Did you ever get to see any of the questions that fans submitted to AskDaveMustaine.com?
[Laughs] Yeah, I saw some of them. It was meant to be fun and good-spirited, but like anything in our world, there are going to be people who try to find holes in the system. We didn’t think to make any answers about how long my penis is—and that seems to be one of the most popular questions. What’s my sexual orientation? How well am I hung? What am I like in bed? When we go forward and do the next round of questions to keep it fresh, I am going to do a couple things just to address stuff like that in a good-spirited way.
What’s the touring lifestyle like for you these days?

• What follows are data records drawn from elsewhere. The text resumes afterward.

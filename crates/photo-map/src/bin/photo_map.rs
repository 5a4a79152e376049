use clap::{Parser, Subcommand};
use photo_map::core::{GeoPoint, GeoProjection, Projection};
use photo_map::replay::replay_files;
use photo_map::workflow::{PersistedState, WorkflowParams};
use std::path::PathBuf;

#[derive(Parser)]
#[command(name = "photo-map")]
#[command(about = "Replay and inspect photo-map calibration sessions")]
struct Cli {
    #[command(subcommand)]
    command: Command,

    /// Emit logs as JSON (requires the `tracing` feature)
    #[arg(long, global = true)]
    json_logs: bool,
}

#[derive(Subcommand)]
enum Command {
    /// Replay a JSON event trace and report what the workflow showed
    Replay {
        /// JSON array of events
        trace: PathBuf,
        /// Workflow parameters; defaults when omitted
        #[arg(long)]
        params: Option<PathBuf>,
        /// Snapshot to restore before the first event
        #[arg(long)]
        snapshot: Option<PathBuf>,
        /// Write the report here instead of stdout
        #[arg(short, long)]
        out: Option<PathBuf>,
    },
    /// Project a GPS position through a saved calibration
    Project {
        #[arg(long)]
        snapshot: PathBuf,
        #[arg(long, allow_hyphen_values = true)]
        lat: f64,
        #[arg(long, allow_hyphen_values = true)]
        lon: f64,
    },
    /// Print the default workflow parameters as JSON
    Params {
        #[arg(short, long)]
        out: Option<PathBuf>,
    },
}

fn main() -> Result<(), Box<dyn std::error::Error>> {
    let cli = Cli::parse();
    init_logging(cli.json_logs);

    match cli.command {
        Command::Replay {
            trace,
            params,
            snapshot,
            out,
        } => {
            let report = replay_files(&trace, params.as_deref(), snapshot.as_deref())?;
            match out {
                Some(path) => {
                    report.write_json(&path)?;
                    log::info!("wrote {} frames to {}", report.frames.len(), path.display());
                }
                None => println!("{}", report.to_json_pretty()?),
            }
        }
        Command::Project { snapshot, lat, lon } => {
            let state = PersistedState::load_json(&snapshot)?;
            let mut projection = GeoProjection::new();
            if let Some(a) = state.point_a {
                projection.set_anchor_a(a.image, a.world);
            }
            if let Some(b) = state.point_b {
                projection.set_anchor_b(b.image, b.world);
            }
            match projection.compute() {
                Projection::Ready(t) => {
                    let p = t.apply(GeoPoint::new(lat, lon));
                    println!("{}", serde_json::to_string(&p)?);
                }
                Projection::NotReady => return Err("snapshot has fewer than two anchors".into()),
                Projection::Degenerate(reason) => return Err(reason.into()),
            }
        }
        Command::Params { out } => {
            let params = WorkflowParams::default();
            match out {
                Some(path) => params.write_json(&path)?,
                None => println!("{}", serde_json::to_string_pretty(&params)?),
            }
        }
    }
    Ok(())
}

#[cfg(feature = "tracing")]
fn init_logging(json: bool) {
    photo_map::core::init_tracing(json);
    let _ = tracing_log::LogTracer::init();
}

#[cfg(not(feature = "tracing"))]
fn init_logging(json: bool) {
    if json {
        eprintln!("--json-logs needs the `tracing` feature; using plain logs");
    }
    let _ = photo_map::core::init_from_env(log::LevelFilter::Warn);
}
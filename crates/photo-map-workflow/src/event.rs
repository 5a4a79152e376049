use crate::{PersistedState, Step};
use photo_map_core::{AnchorId, DegenerateGeometry, ImagePoint, Projection, RawFix};
use photo_map_quality::QualityOutcome;
use serde::{Deserialize, Serialize};
use std::fmt;

/// Inbound event. `at_ms` is monotonic time since session start, supplied by
/// the environment.
#[derive(Clone, Debug, PartialEq, Serialize, Deserialize)]
#[serde(tag = "type", rename_all = "snake_case")]
pub enum Event {
    /// A new map image was loaded.
    ImageLoaded { at_ms: u64 },
    /// The user restarted calibration.
    ResetSession { at_ms: u64 },
    /// A tap, already converted to image coordinates. `hit` is the marker the
    /// renderer matched under the tap, if any.
    Tap {
        image: ImagePoint,
        #[serde(default)]
        hit: Option<AnchorId>,
        at_ms: u64,
    },
    /// A raw device fix.
    GpsFix { fix: RawFix, at_ms: u64 },
    /// Rehydrate from a persisted snapshot. Invalid snapshots start fresh.
    Restore { snapshot: PersistedState, at_ms: u64 },
}

impl Event {
    #[inline]
    pub fn at_ms(&self) -> u64 {
        match self {
            Event::ImageLoaded { at_ms }
            | Event::ResetSession { at_ms }
            | Event::Tap { at_ms, .. }
            | Event::GpsFix { at_ms, .. }
            | Event::Restore { at_ms, .. } => *at_ms,
        }
    }
}

/// Observable consequence of handling one event.
#[derive(Clone, Debug, PartialEq)]
pub enum Effect {
    StepChanged { from: Step, to: Step },
    Status(Status),
    /// New live marker position; `None` hides it.
    LivePosition(Option<ImagePoint>),
    /// Anchors were set, replaced or cleared. Redraw markers, autosave.
    AnchorsChanged,
    /// Result of recomputing the transform after an anchor change.
    Calibrated(Projection),
    /// A validation step scored its sample window.
    Quality(QualityOutcome),
    SmootherReset,
}

/// What the user is being told. The text is for display only.
#[derive(Clone, Debug, PartialEq)]
pub enum Status {
    WaitingForFix,
    TapAnchorA,
    HoldStillAtA,
    TapAnchorB,
    StabilityLocked,
    ValidatingA,
    Navigating,
    ValidationLocked,
    Editing(AnchorId),
    Degenerate(DegenerateGeometry),
    ValidationSlow { seconds: u64 },
    Restored(Step),
    SnapshotRejected,
}

impl Status {
    /// Resting instruction for a step.
    pub fn for_step(step: Step) -> Status {
        match step {
            Step::AwaitingA => Status::TapAnchorA,
            Step::AwaitingB => Status::TapAnchorB,
            Step::Navigating | Step::RefiningC => Status::Navigating,
            Step::EditingA => Status::Editing(AnchorId::A),
            Step::EditingB => Status::Editing(AnchorId::B),
            Step::ValidatingA => Status::ValidatingA,
            Step::StabilizingA => Status::HoldStillAtA,
        }
    }
}

impl fmt::Display for Status {
    fn fmt(&self, f: &mut fmt::Formatter<'_>) -> fmt::Result {
        match self {
            Status::WaitingForFix => f.write_str("Waiting for GPS fix…"),
            Status::TapAnchorA => f.write_str("Tap the spot you are standing on (point A)"),
            Status::HoldStillAtA => {
                f.write_str("Hold still at A while GPS settles, or tap to continue")
            }
            Status::TapAnchorB => f.write_str("Walk to a second spot and tap it (point B)"),
            Status::StabilityLocked => {
                f.write_str("Point A is stable. Walk to a second spot and tap it (point B)")
            }
            Status::ValidatingA => f.write_str("Return to point A and hold still to validate"),
            Status::Navigating => f.write_str("Navigation active"),
            Status::ValidationLocked => f.write_str("Calibration validated. Navigation active"),
            Status::Editing(id) => write!(f, "Tap the new position of point {id}"),
            Status::Degenerate(reason) => {
                write!(f, "Calibration failed ({reason}). Tap a marker to move it")
            }
            Status::ValidationSlow { seconds } => write!(
                f,
                "Still validating after {seconds}s. If marker A looks wrong, tap it to move it"
            ),
            Status::Restored(step) => write!(f, "Calibration restored at step {}", u8::from(*step)),
            Status::SnapshotRejected => f.write_str("Saved calibration unusable. Tap point A"),
        }
    }
}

You know, when you take good care of yourself when you’re touring, it’s a lot easier to decompress when you come off a tour. There was a period before where you really looked forward to getting out on tour because of the debauchery. [But] as the music business started to really eat itself, it started to police itself, and a lot of the decadent, Caligula-like behavior went away. So it’s a lot easier to recuperate after a tour. The hardest part is just traveling and getting all the spores—especially now that that Airborne crap is fake.

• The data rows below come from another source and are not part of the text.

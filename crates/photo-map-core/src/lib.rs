//! Core types and geometry for aligning a photographed map with GPS.
//!
//! This crate is intentionally small and purely geometric. It knows nothing
//! about rendering, gestures, or persistence. It provides:
//! - anchor types pairing an image pixel with a GPS position,
//! - the two-anchor similarity projection from GPS into image space,
//! - a bounded moving-average GPS smoother and a walking-speed gate.
//!
//! ## Quickstart
//!
//! ```
//! use photo_map_core::{GeoPoint, GeoProjection, ImagePoint};
//!
//! let mut projection = GeoProjection::new();
//! projection.set_anchor_a(ImagePoint::new(100.0, 100.0), GeoPoint::new(10.0, 20.0));
//! projection.set_anchor_b(ImagePoint::new(200.0, 100.0), GeoPoint::new(10.0, 20.001));
//! assert!(projection.compute().is_ready());
//!
//! let here = projection.project(GeoPoint::new(10.0, 20.0005)).expect("calibrated");
//! assert!((here.x - 150.0).abs() < 1e-6);
//! ```

mod geodesy;
mod logger;
mod projection;
mod smoother;
mod types;

pub use geodesy::{
    haversine_m, tangent_plane_offset, MEAN_EARTH_RADIUS_M, WGS84_EQUATORIAL_RADIUS_M,
};
pub use projection::{
    DegenerateGeometry, GeoProjection, Projection, ProjectionDebug, SimilarityTransform,
};
pub use smoother::{GpsSmoother, RawFix, SpeedGate, DEFAULT_SMOOTHER_WINDOW, MAX_WALKING_SPEED_MPS};
pub use types::{AnchorId, CalibrationAnchor, GeoPoint, ImagePoint};

#[cfg(feature = "tracing")]
pub use logger::init_tracing;

pub use logger::{init_from_env, init_with_level};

So the music industry embraced the Caligula behavior? They didn’t try to pull anybody back from the brink?
I think there’s a little bit of perpetuation from the music industry. I don’t see them ever not putting wind in the sails of some of these pirate ships. I remember when I first got signed, you go through all the different stages - “Wow, I got a record deal!” By my standards now, being legendary and having been in this business forever and having as many millions of record sales, looking back in retrospect, having a record deal and having a record doesn’t mean shit. Having a record deal with a record label that’s inept and staffed by people that could be my kids, that really affects things. There have been times I’ve been with labels and it’s been great, and there have been times that it’s been dreadful.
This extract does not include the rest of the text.